Three perspectives on how management affects firm performance

A growing body of empirical work documents how management is a key production factor, both in terms of management practices and managerial talent. This column distinguishes three disparate theories, proposing a new framework that reconciles the insight of each. Contingency theory holds that firms always make optimal decisions, while the organisation-centric and leader-centric approaches hold that firms adopt better management practices, or hire better CEOS, respectively, for unmodeled reasons. The new framework integrates leadership quality and organisational capital, and generates new testable hypotheses.

A much-debated economics puzzle is the presence of large and persistent performance differences between seemingly similar firms. For instance, within narrowly specified US manufacturing industries, establishments at the 90th percentile make almost twice as much output with the same input (Syverson 2004).

One possible explanation for this ‘dark matter’ of firm productivity is that the variation in outcomes is due to a variation in management quality (Gibbons and Henderson 2013), which can be understood both as practices (the management systems that firms put in place) and people (the CEO and other managerial talent that firms acquire).

In this column we argue that economists have tackled this important problem from three distinct perspectives. We will highlight some apparent mutual conflicts, and we will suggest one possible framework to reconcile the three approaches and make further empirical progress. We first consider the three perspectives in turn.

Contingency theory 

The contingency theory (CT) approach is a natural extension of production theory. Both managerial practices and managerial human capital are production factors, and the firm should select them optimally given the business environment it faces. Lucas (1978) is the seminal application of CT to managerial human capital. There is a market for managers where supply is given by a distribution of managers of different talent and demand is given by a distribution of firms. In equilibrium, the more talented managers are employed by the firms that need them more. CT encompasses both managerial talent and management practices, and it can take into account synergies with other productive factors – Milgrom and Roberts' (1995) theory of complementarity in organisations develops general techniques to model these synergies. 

Contingency theory yields a powerful testable prediction – similar firms should adopt similar management practices, should hire similar CEOs, and should have similar productivity levels. In order to obtain firm heterogeneity, this approach must be augmented by exogenous dynamic productivity or demand shocks, so it leads to a steady state distribution of firm size and productivity (Hopenhayn 1992, Erickson and Pakes 1995). 

The organisation-centric approach 

While CT has a strong theoretical underpinning, the other two approaches are mainly empirical. The organisation-centric approach (OC) is concerned with the effect of management practices on firm productivity. Ichniowski et al. (1997) pioneered this approach in economics. They undertook a detailed investigation of 17 firms in a narrowly defined industry with homogeneous technology (steel finishing) and documented how lines that employed innovative human resource management practices, like performance pay, team incentives, and flexible assignments, achieved significantly higher performance than lines that did not employ such practices. Bloom and van Reenen (2007) have revolutionised the field by developing a survey tool to measure managerial practices along multiple dimensions in a cross-section of industries and countries. Their paper and subsequent work have documented both a large a variation in management practices across firms within the same industry and the ability of that variation to explain differences between firms on various performance measures, including profitability. These results are robust to the inclusion of firm-level fixed effects (Bloom et al. 2016) and they survive the inclusion of detailed employee-level information (Bender et al. 2016).

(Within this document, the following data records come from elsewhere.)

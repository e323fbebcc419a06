use std::path::PathBuf;
use std::str::FromStr;

use chrono::NaiveDate;
use clap::{Args, Parser, Subcommand};

use tillbook_catalog::NewProduct;
use tillbook_core::{CategoryId, InvoiceId, ProductId};
use tillbook_observability::LogFormat;

#[derive(Parser)]
#[command(name = "tillbook", about = "Point-of-sale back office: catalog, invoices, sales reports", version)]
pub struct Cli {
    #[arg(long, global = true, help = "JSON document holding the shop data (overrides TILLBOOK_DATA_FILE)")]
    pub data_file: Option<PathBuf>,
    #[arg(long, global = true, help = "Log output: json or pretty (overrides TILLBOOK_LOG_FORMAT)")]
    pub log_format: Option<LogFormat>,
    #[command(subcommand)]
    pub command: Commands,
}

#[derive(Subcommand)]
pub enum Commands {
    #[command(subcommand)]
    Category(CategoryCommands),
    #[command(subcommand)]
    Product(ProductCommands),
    #[command(subcommand)]
    Invoice(InvoiceCommands),
    #[command(subcommand)]
    Report(ReportCommands),
}

#[derive(Subcommand)]
pub enum CategoryCommands {
    Add {
        name: String,
    },
    List,
    Rename {
        id: CategoryId,
        name: String,
    },
    Delete {
        id: CategoryId,
    },
}

#[derive(Subcommand)]
pub enum ProductCommands {
    Add(ProductArgs),
    List,
    /// Case-insensitive search on product names.
    Search {
        query: String,
    },
    /// Replace every editable field of a product.
    Update {
        id: ProductId,
        #[command(flatten)]
        fields: ProductArgs,
    },
    Restock {
        name: String,
        amount: i64,
    },
    Delete {
        id: ProductId,
    },
}

#[derive(Args)]
pub struct ProductArgs {
    #[arg(long)]
    pub name: String,
    #[arg(long)]
    pub company: String,
    #[arg(long)]
    pub category: String,
    #[arg(long, default_value_t = 0)]
    pub quantity: i64,
    #[arg(long, help = "Sale price in the smallest currency unit")]
    pub price: u64,
    #[arg(long, help = "Cost price in the smallest currency unit")]
    pub actual_price: u64,
}

impl From<ProductArgs> for NewProduct {
    fn from(args: ProductArgs) -> Self {
        NewProduct {
            name: args.name,
            company: args.company,
            category: args.category,
            quantity: args.quantity,
            price: args.price,
            actual_price: args.actual_price,
        }
    }
}

#[derive(Subcommand)]
pub enum InvoiceCommands {
    Create(InvoiceArgs),
    Update {
        id: InvoiceId,
        #[command(flatten)]
        invoice: InvoiceArgs,
    },
    Delete {
        id: InvoiceId,
    },
    List {
        #[arg(long, help = "Only invoices whose customer name contains this text")]
        customer: Option<String>,
    },
    Show {
        id: InvoiceId,
    },
}

#[derive(Args)]
pub struct InvoiceArgs {
    #[arg(
        long = "item",
        required = true,
        help = "Line item as NAME:QTY or NAME:QTY:UNIT_PRICE (repeatable); price defaults to the catalog price"
    )]
    pub items: Vec<ItemArg>,
    #[arg(long, default_value = "")]
    pub customer: String,
    #[arg(long, default_value = "")]
    pub contact: String,
    #[arg(long, default_value_t = 0)]
    pub paid: u64,
}

/// One `--item` value.
#[derive(Debug, Clone, PartialEq, Eq)]
pub struct ItemArg {
    pub product_name: String,
    pub quantity: i64,
    pub unit_price: Option<u64>,
}

impl FromStr for ItemArg {
    type Err = String;

    fn from_str(s: &str) -> Result<Self, Self::Err> {
        let parts: Vec<&str> = s.split(':').collect();
        let (name, quantity, price) = match parts.as_slice() {
            [name, quantity] => (*name, *quantity, None),
            [name, quantity, price] => (*name, *quantity, Some(*price)),
            _ => return Err(format!("expected NAME:QTY[:UNIT_PRICE], got {s:?}")),
        };
        let quantity = quantity
            .trim()
            .parse::<i64>()
            .map_err(|e| format!("bad quantity in {s:?}: {e}"))?;
        let unit_price = price
            .map(|p| p.trim().parse::<u64>())
            .transpose()
            .map_err(|e| format!("bad unit price in {s:?}: {e}"))?;
        Ok(Self {
            product_name: name.trim().to_string(),
            quantity,
            unit_price,
        })
    }
}

#[derive(Subcommand)]
pub enum ReportCommands {
    /// All-time total plus today's and this month's figures.
    Summary,
    /// One UTC calendar day (today when omitted).
    Day {
        #[arg(long)]
        date: Option<NaiveDate>,
    },
    /// One month (the current month when omitted).
    Month {
        #[arg(long, requires = "month")]
        year: Option<i32>,
        #[arg(long, requires = "year")]
        month: Option<u32>,
    },
    /// Months START..=END of one year.
    Months {
        #[arg(long)]
        year: i32,
        #[arg(long)]
        start: u32,
        #[arg(long)]
        end: u32,
    },
    /// Calendar days START..=END.
    Range {
        #[arg(long)]
        start: NaiveDate,
        #[arg(long)]
        end: NaiveDate,
    },
}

In sum, OC has shown that similar firms adopt different management practices and that this difference matters for performance. This finding is in apparent conflict with the predictions of CT – if firms choose management practices optimally given their characteristics, then performance should be predicted by firm characteristics not management practices. 

Economist tend to react to this contradiction in one of two ways. What these two reactions have in common is that they have no predictive power. Some argue that existing empirical work does not measure all firm characteristics and that some omitted variables – perhaps soft factors like corporate culture – drive both performance and the adoption of certain management practices. However, what are these omitted variables that affect firms in most industries and most countries, and seem to be resistant to the inclusion of any firm-level observable? Is there any hope of ever observing them? Others react by simply saying that firms make mistakes. One firm adopts the right practices while another identical firm does not because of some flawed decision-making. But then again, why is decision making flawed in certain firms and not others? Can we ever hope to model and test the origin of these mistakes? 

The leadership-centric approach 

The third, and most empirical, approach is the leadership-centric approach (LC), which focuses on the role of individual managers. Some firms may perform better because they are run by better CEOs. A growing literature, employing different datasets and different methodologies, show that the identity of the CEO can account for a significant portion of firm performance (Bertrand 2009). Among others, Johnson et al. (1985) analyse the stock price reaction to sudden executive deaths; Bertrand and Schoar (2003) identify a CEO fixed effect, and Bennedsen et al. (2007) show that family CEOs have a negative causal effect on firm performance. Kaplan et al. (2012) document how CEOs differ on psychological traits and how those differences explain the performance of the firms they manage. Bandiera et al. (2016) perform a similar exercise on CEO behaviour and show that it accounts for up to 30% of performance differences between similar firms, and that the association between behaviour and performance appears only three years after the CEO is hired.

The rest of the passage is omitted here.